The 1975 publication presents the experiment, which consisted of two parts. For the first part, individuals who had agreed to participate were asked to wait to be called in for the start of the procedure, unaware that the experiment had already begun in the waiting room: an assistant to the researchers was sitting in the same room, supposedly waiting to be called in, all the while holding a stack of books, journals, and papers in his lap. After getting called in, the assistant would stand up and begin walking across the room, awkwardly dropping his materials on the floor, scattering them all around him. The aim was to see how many people would be coming to the assistant's aid.
The second part of the experiment introduced a visual cue to the legitimacy of the individual being in need: in half of the experiments, the assistant was wearing a full-length cast on his arm. The experiment was repeated in both high- and low-noise conditions.
The researchers concluded: "With increasing ambient noise levels, the likelihood of simple helping behavior decreases. An interaction was present in that the physical characteristics of the [assistant] which provided visual cues regarding the legitimacy and degree of his need for assistance, influenced the likelihood of his being helped in the low- but not in the high-noise conditions of the field study." In low-noise conditions, 80% of subjects wanted to help the person wearing the cast; in stark contrast, when he wasn't wearing a cast, only 20% of subjects approached to help him.

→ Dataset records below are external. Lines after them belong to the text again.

//! # Pipeline Bootstrap
//!
//! Wires configuration and external collaborators into a running pipeline and
//! hands back a [`PipelineHandle`] for lifecycle management.
//!
//! Startup order matters:
//!
//! 1. logging, repository, queue, offline gate
//! 2. initial health probe (may start the pipeline offline)
//! 3. startup reconciliation, which re-enqueues every closed batch on the
//!    in-progress channel
//! 4. processing loop and periodic health gate
//! 5. intake is handed to the caller
//!
//! Nothing can reach the assembler before step 3 has finished, so resumed
//! batches are always ahead of work created by the new run.

use std::sync::Arc;

use tokio::sync::mpsc;
use tokio::task::JoinHandle;
use tokio_util::sync::CancellationToken;
use tracing::{info, warn};

use super::health_gate::HealthGate;
use super::reconciler::{ReconciliationReport, StartupReconciler};
use crate::batching::{BatchAssembler, BatchRepository};
use crate::config::{ConfigManager, StorageBackend, StorageConfig};
use crate::constants::ActionChannel;
use crate::error::{PipelineError, Result};
use crate::logging::init_structured_logging;
use crate::messaging::{IntakeDispatcher, NotificationPublisher, NotificationService};
use crate::pipeline::{
    action_queue, ActionQueue, LoopStats, OfflineGate, ProcessedAction, ProcessingLoop,
    StageHandlers,
};
use crate::storage::{InMemoryObjectStore, LocalFsObjectStore, ObjectStore};
use crate::transmission::{AcceptanceSystem, TransmissionSessionClient};
use crate::utils::{Clock, SystemClock};

/// External systems the pipeline talks to
#[derive(Debug, Clone)]
pub struct PipelineCollaborators {
    pub store: Arc<dyn ObjectStore>,
    pub acceptance: Arc<dyn AcceptanceSystem>,
    pub publisher: Arc<dyn NotificationPublisher>,
    pub clock: Arc<dyn Clock>,
}

impl PipelineCollaborators {
    pub fn new(
        store: Arc<dyn ObjectStore>,
        acceptance: Arc<dyn AcceptanceSystem>,
        publisher: Arc<dyn NotificationPublisher>,
    ) -> Self {
        Self {
            store,
            acceptance,
            publisher,
            clock: Arc::new(SystemClock),
        }
    }

    /// Build the object store named by `storage.backend`
    pub fn from_config(
        storage: &StorageConfig,
        acceptance: Arc<dyn AcceptanceSystem>,
        publisher: Arc<dyn NotificationPublisher>,
    ) -> Self {
        let store: Arc<dyn ObjectStore> = match storage.backend {
            StorageBackend::Memory => Arc::new(InMemoryObjectStore::new()),
            StorageBackend::LocalFs => Arc::new(LocalFsObjectStore::new(storage.local_root.clone())),
        };
        Self::new(store, acceptance, publisher)
    }

    pub fn with_clock(mut self, clock: Arc<dyn Clock>) -> Self {
        self.clock = clock;
        self
    }
}

/// Bootstrap options
#[derive(Debug, Clone)]
pub struct BootstrapConfig {
    /// Spawn the processing loop (vs manual control through
    /// [`PipelineHandle::take_processing_loop`])
    pub auto_start_loop: bool,
    /// Spawn the periodic health gate
    pub start_health_gate: bool,
    /// Receives one record per processed action
    pub observer: Option<mpsc::UnboundedSender<ProcessedAction>>,
}

impl Default for BootstrapConfig {
    fn default() -> Self {
        Self {
            auto_start_loop: true,
            start_health_gate: true,
            observer: None,
        }
    }
}

impl BootstrapConfig {
    /// Loop and health gate left to the caller
    pub fn manual() -> Self {
        Self {
            auto_start_loop: false,
            start_health_gate: false,
            observer: None,
        }
    }

    pub fn with_observer(mut self, observer: mpsc::UnboundedSender<ProcessedAction>) -> Self {
        self.observer = Some(observer);
        self
    }
}

/// Point-in-time status of a running pipeline
#[derive(Debug, Clone, PartialEq, Eq)]
pub struct PipelineStatus {
    pub running: bool,
    pub environment: String,
    pub application_id: String,
    pub control_year: i32,
    pub offline: bool,
    pub new_depth: usize,
    pub in_progress_depth: usize,
}

/// Handle for a bootstrapped pipeline
#[derive(Debug)]
pub struct PipelineHandle {
    config_manager: Arc<ConfigManager>,
    repository: Arc<BatchRepository>,
    assembler: Arc<BatchAssembler>,
    intake: Arc<IntakeDispatcher>,
    queue: ActionQueue,
    gate: OfflineGate,
    session: Arc<TransmissionSessionClient>,
    shutdown: CancellationToken,
    reconciliation: ReconciliationReport,
    loop_task: Option<JoinHandle<LoopStats>>,
    manual_loop: Option<ProcessingLoop>,
    health_task: Option<JoinHandle<()>>,
}

impl PipelineHandle {
    pub fn config_manager(&self) -> &Arc<ConfigManager> {
        &self.config_manager
    }

    /// Intake surface; only available once reconciliation has run
    pub fn intake(&self) -> Arc<IntakeDispatcher> {
        self.intake.clone()
    }

    pub fn assembler(&self) -> &Arc<BatchAssembler> {
        &self.assembler
    }

    pub fn repository(&self) -> &Arc<BatchRepository> {
        &self.repository
    }

    pub fn queue(&self) -> &ActionQueue {
        &self.queue
    }

    pub fn gate(&self) -> &OfflineGate {
        &self.gate
    }

    pub fn reconciliation(&self) -> &ReconciliationReport {
        &self.reconciliation
    }

    pub fn shutdown_token(&self) -> CancellationToken {
        self.shutdown.clone()
    }

    pub fn is_running(&self) -> bool {
        !self.shutdown.is_cancelled()
    }

    /// The unspawned loop when bootstrapped with `auto_start_loop: false`
    pub fn take_processing_loop(&mut self) -> Option<ProcessingLoop> {
        self.manual_loop.take()
    }

    pub fn status(&self) -> PipelineStatus {
        PipelineStatus {
            running: self.is_running(),
            environment: self.config_manager.environment().to_string(),
            application_id: self.repository.application_id().to_string(),
            control_year: self.repository.control_year(),
            offline: self.gate.is_offline(),
            new_depth: self.queue.depth(ActionChannel::New),
            in_progress_depth: self.queue.depth(ActionChannel::InProgress),
        }
    }

    /// Signal shutdown, wait for the loop and health gate to stop, then end
    /// the transmission session. Queued actions are left for the next
    /// startup's reconciliation.
    pub async fn shutdown(mut self) -> Result<LoopStats> {
        info!("🛑 BOOTSTRAP: Shutdown requested");
        self.shutdown.cancel();

        let stats = match self.loop_task.take() {
            Some(task) => task.await.map_err(|e| {
                PipelineError::InvalidState(format!("processing loop task failed: {e}"))
            })?,
            None => self
                .manual_loop
                .take()
                .map(|processing_loop| processing_loop.stats().clone())
                .unwrap_or_default(),
        };

        if let Some(task) = self.health_task.take() {
            if let Err(e) = task.await {
                warn!(error = %e, "Health gate task ended abnormally");
            }
        }

        self.session.logout().await;
        info!(
            processed = stats.processed,
            failed = stats.failed,
            remaining_new = self.queue.depth(ActionChannel::New),
            remaining_in_progress = self.queue.depth(ActionChannel::InProgress),
            "✅ BOOTSTRAP: Pipeline stopped"
        );
        Ok(stats)
    }
}

pub struct PipelineSystem;

impl PipelineSystem {
    pub async fn bootstrap(
        config_manager: Arc<ConfigManager>,
        collaborators: PipelineCollaborators,
        options: BootstrapConfig,
    ) -> Result<PipelineHandle> {
        let config = config_manager.config();
        init_structured_logging(&config.logging, config_manager.environment());

        info!(
            environment = %config_manager.environment(),
            application_id = %config.application_id,
            store = collaborators.store.backend_name(),
            acceptance_system = collaborators.acceptance.system_name(),
            publisher = collaborators.publisher.publisher_name(),
            "🚀 BOOTSTRAP: Starting submission pipeline"
        );

        let PipelineCollaborators {
            store,
            acceptance,
            publisher,
            clock,
        } = collaborators;

        let repository = Arc::new(BatchRepository::from_config(store, config, clock.clone()));
        let (queue, receiver) = action_queue();
        let gate = OfflineGate::new();
        let shutdown = CancellationToken::new();

        let login_timeout = config.transmission.login_timeout();
        let session = Arc::new(TransmissionSessionClient::new(
            acceptance.clone(),
            login_timeout,
            clock.clone(),
        ));
        let health_gate = HealthGate::new(
            Arc::new(TransmissionSessionClient::new(acceptance, login_timeout, clock.clone())),
            gate.clone(),
            config.transmission.health_check_interval(),
        );

        if health_gate.probe().await {
            info!("✅ BOOTSTRAP: Acceptance system reachable");
        } else {
            warn!("⚠️ BOOTSTRAP: Acceptance system unreachable, starting in offline mode");
        }

        let reconciliation = StartupReconciler::new(repository.clone(), queue.clone())
            .reconcile()
            .await?;

        let notifications = NotificationService::new(publisher, &config.notifications);
        let handlers = Arc::new(StageHandlers::new(
            config,
            repository.clone(),
            session.clone(),
            notifications,
            gate.clone(),
            clock,
        ));
        let mut processing_loop = ProcessingLoop::new(
            receiver,
            queue.clone(),
            handlers,
            gate.clone(),
            shutdown.clone(),
        );
        if let Some(observer) = options.observer {
            processing_loop = processing_loop.with_observer(observer);
        }

        let (loop_task, manual_loop) = if options.auto_start_loop {
            (Some(tokio::spawn(processing_loop.run())), None)
        } else {
            info!("📋 BOOTSTRAP: Processing loop not auto-started - manual control mode");
            (None, Some(processing_loop))
        };

        let health_task = options
            .start_health_gate
            .then(|| health_gate.spawn(shutdown.clone()));

        let assembler = Arc::new(BatchAssembler::new(repository.clone(), queue.clone()));
        let intake = Arc::new(IntakeDispatcher::new(assembler.clone()));

        info!(
            control_year = reconciliation.control_year,
            resumed = reconciliation.resumed.len(),
            offline = gate.is_offline(),
            "🎉 BOOTSTRAP: Pipeline ready for intake"
        );

        Ok(PipelineHandle {
            config_manager,
            repository,
            assembler,
            intake,
            queue,
            gate,
            session,
            shutdown,
            reconciliation,
            loop_task,
            manual_loop,
            health_task,
        })
    }
}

Bundy entered the University of Washington in mid-1970 to study Psychology. He graduated with Distinction in 1972. In 1972, he applied for a job with the Seattle Crime Prevention Commission with the recommendation of psychologist Dr. Donna Schram - a colleague of Dr. Mathews Jr. - who was researcher and evaluator with the Law and Justice Planning Office. Dr. Canon himself confirmed to his friend C.R. Roberts, a columnist with the Tacoma News Tribune, that Bundy had been one of his students.